- PROBLEM DETAILS -
Return the number of lines below that contain "schema"; nothing else belongs in the reply.

- EXERCISE DATA -
---------------
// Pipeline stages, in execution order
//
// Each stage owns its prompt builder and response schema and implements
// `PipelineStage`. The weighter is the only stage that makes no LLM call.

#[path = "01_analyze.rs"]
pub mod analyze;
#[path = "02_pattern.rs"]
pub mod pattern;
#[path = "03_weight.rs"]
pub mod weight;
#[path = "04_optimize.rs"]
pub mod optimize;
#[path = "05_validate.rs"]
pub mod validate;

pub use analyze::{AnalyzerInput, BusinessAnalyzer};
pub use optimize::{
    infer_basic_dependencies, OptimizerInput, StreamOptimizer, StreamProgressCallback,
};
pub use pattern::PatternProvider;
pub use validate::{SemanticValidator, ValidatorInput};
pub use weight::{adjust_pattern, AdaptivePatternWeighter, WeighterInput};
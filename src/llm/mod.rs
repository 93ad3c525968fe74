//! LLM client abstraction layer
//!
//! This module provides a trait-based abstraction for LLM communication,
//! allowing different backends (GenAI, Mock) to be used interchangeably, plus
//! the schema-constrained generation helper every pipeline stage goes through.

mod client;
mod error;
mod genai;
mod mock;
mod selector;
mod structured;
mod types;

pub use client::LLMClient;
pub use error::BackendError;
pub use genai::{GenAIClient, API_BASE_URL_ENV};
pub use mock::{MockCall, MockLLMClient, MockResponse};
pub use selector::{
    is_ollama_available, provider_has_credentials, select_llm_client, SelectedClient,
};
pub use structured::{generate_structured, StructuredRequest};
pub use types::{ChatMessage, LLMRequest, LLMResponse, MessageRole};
---------------
- THE ANSWER -
2